Nifty Databricks Tricks
by Gordon Weakliem
Some nifty Databricks tricks I’ve learned over the last couple of years:
Convert any .py file to a notebook
Do this by by putting this comment at the first line:
# Databricks notebook source
Then you divide the notebook into cells with this marker:
# COMMAND ----------
This is really powerful when you need to debug a file in place. I generally have a separate file with all the transformations: DataFrame(s) in, DataFrame out. You can open the file in Databricks as a notebook and run your code in place. I generally have a COMMAND
section at the end with some commented out test code to load up a sample DataFrame.
Dataflint
I discovered Dataflint while debugging a slow job. I suspected a skew problem but I was mostly trying random things. Dataflint is fantastic - it pinpointed my skew problem but also gave some good suggestions on executor memory and cluster size.
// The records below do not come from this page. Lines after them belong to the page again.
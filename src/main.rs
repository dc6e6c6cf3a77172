//! Pipe Scaffold CLI
//!
//! Reads lines from standard input (or `--input FILE`) and writes them
//! unchanged to standard output (or `--output FILE`).
//!
//! # Usage
//!
//! ```bash
//! pipe-scaffold < in.txt > out.txt
//! pipe-scaffold --input in.txt --output out.txt --key feature_type --value exon
//! pipe-scaffold --help
//! ```
//!
//! # Exit Codes
//!
//! - 0: Success, or `--help`
//! - 1: Option errors, unopenable file, or I/O error

use pipe_scaffold::cli;
use std::ffi::OsString;
use std::io;
use std::process;

fn main() {
    // File names need not be UTF-8, so arguments stay OS strings
    let args: Vec<OsString> = std::env::args_os().skip(1).collect();

    let stdin = io::stdin().lock();
    let stdout = io::stdout().lock();
    let mut stderr = io::stderr().lock();

    // Streams are dropped inside run, so exiting here leaks nothing
    let status = cli::run(&args, stdin, stdout, &mut stderr);
    process::exit(status.code());
}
It’s a pretty new project so hopefully it will get even better over time.
Editor Tricks
Possibly the biggest lifehack here is the fact that Databricks’ worksheet editor is based on the Monaco engine, which is the same engine that powers VS Code. What that means is that many of the same keyboard accelerators work! CMD+D selects words, CMD+Shift+Arrow does multiselect, etc. I haven’t documented how much of the VS Code keymap is availible, but there are definitely some editing improvements available.